**Exercise data:**

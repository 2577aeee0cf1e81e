//! # Pfadfinder Backend Library
//!
//! Core library for Pfadfinder, a service that discovers publicly browsable
//! directory-listing pages (Apache/Nginx autoindex) and makes the discovered
//! directory paths searchable by name.
//!
//! ## Architecture
//!
//! The application is built using:
//! - **Axum**: Web framework for the HTTP server and routing
//! - **SQLx**: Asynchronous database operations with SQLite
//! - **Tokio**: Async runtime for the background indexing task
//! - **Reqwest/Scraper**: HTTP fetching and HTML link extraction
//!
//! ## Core Components
//!
//! - [`config`]: Application configuration management
//! - [`crawler`]: Listing-page traversal and link classification
//! - [`db`]: Database schema initialization
//! - [`error`]: Centralized error handling and HTTP error responses
//! - [`indexer`]: Background indexing run over all registered sources
//! - [`metrics`]: Run counters and operational metrics
//! - [`routes`]: HTTP API endpoint handlers
//! - [`state`]: Shared application state
//! - [`status`]: Observable state of the active indexing run
//! - [`store`]: Source listing and batched directory upserts
//! - [`types`]: Data transfer objects and shared type definitions

pub mod config;
pub mod crawler;
pub mod db;
pub mod error;
pub mod indexer;
pub mod metrics;
pub mod routes;
pub mod state;
pub mod status;
pub mod store;
pub mod types;

#[cfg(test)]
mod tests;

**Brief:**
Write only the number of lines above in which the word "indexing" is found.

**Solution for this exercise:**
3